Chuck Palahniuk a suivi le conseil de simplicité d’Hemingway qui appelait à « écrire comme Cézanne peint », comme beaucoup d’écrivain américain. Précision chirurgicale du style, là où les faits se suffisent à eux-mêmes, où la puissance de la réalité dépassé et enfonce la douce folie de la fiction.
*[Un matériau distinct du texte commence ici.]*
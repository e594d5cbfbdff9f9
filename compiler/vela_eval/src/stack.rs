//! Stack growth for recursive evaluation and decoration.
//!
//! Trees produced by real expressions can nest deeply (long `||` chains,
//! nested comprehensions). Both the evaluator and the decorator pipeline
//! recurse over the tree, so every recursive step goes through
//! [`ensure_sufficient_stack`].
//!
//! On WASM, where `stacker` is unavailable, the closure runs directly.

/// Run `f`, growing the stack first if the remaining space is low.
#[inline]
#[cfg(not(target_arch = "wasm32"))]
pub(crate) fn ensure_sufficient_stack<R>(f: impl FnOnce() -> R) -> R {
    /// Keep this much stack free before recursing (100KB red zone).
    const RED_ZONE: usize = 100 * 1024;

    /// Size of each newly allocated stack segment (1MB).
    const STACK_PER_RECURSION: usize = 1024 * 1024;

    stacker::maybe_grow(RED_ZONE, STACK_PER_RECURSION, f)
}

#[inline]
#[cfg(target_arch = "wasm32")]
pub(crate) fn ensure_sufficient_stack<R>(f: impl FnOnce() -> R) -> R {
    f()
}
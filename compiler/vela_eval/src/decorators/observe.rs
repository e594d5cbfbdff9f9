//! Evaluation observers.

use std::sync::Arc;

use vela_ir::NodeId;
use vela_value::Value;

use super::{DecorateError, Decorator};
use crate::activation::Activation;
use crate::node::{Node, Observer, WatchNode};

/// Wraps every node in a [`WatchNode`] reporting to one observer.
///
/// The observer is called once per evaluation of each wrapped node, with the
/// node's id and value, after the value is computed. Children therefore
/// report before their parents.
#[derive(Clone)]
pub struct ObserveEval {
    observer: Observer,
}

impl ObserveEval {
    pub fn new(observer: impl Fn(NodeId, &Value) + Send + Sync + 'static) -> Self {
        ObserveEval {
            observer: Arc::new(observer),
        }
    }

    /// Share an existing observer.
    pub fn from_observer(observer: Observer) -> Self {
        ObserveEval { observer }
    }
}

/// Shorthand for [`ObserveEval::new`].
pub fn observe_eval(observer: impl Fn(NodeId, &Value) + Send + Sync + 'static) -> ObserveEval {
    ObserveEval::new(observer)
}

impl Decorator for ObserveEval {
    fn decorate(&self, node: Node) -> Result<Node, DecorateError> {
        Ok(Node::Watch(WatchNode::new(node, Arc::clone(&self.observer))))
    }
}

impl std::fmt::Debug for ObserveEval {
    fn fmt(&self, f: &mut std::fmt::Formatter<'_>) -> std::fmt::Result {
        f.debug_struct("ObserveEval").finish_non_exhaustive()
    }
}

pub(crate) fn eval_watch(node: &WatchNode, activation: &dyn Activation) -> Value {
    let value = node.inner.evaluate(activation);
    (node.observer)(node.inner.id(), &value);
    value
}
Soyons francs, cela fait trois ans que nous envoyons régulièrement des mails à Chuck Palahniuk pour une interview. Pourquoi ? Comment ? Il y a un mois, il nous répondait favorablement. Excitation d’enfant devant les cadeaux de Noël. Il nous aura fallu choisir nos questions alors que nous parlions à un pan d’histoire, tel un journaliste politique interrogeant Henry Kissinger.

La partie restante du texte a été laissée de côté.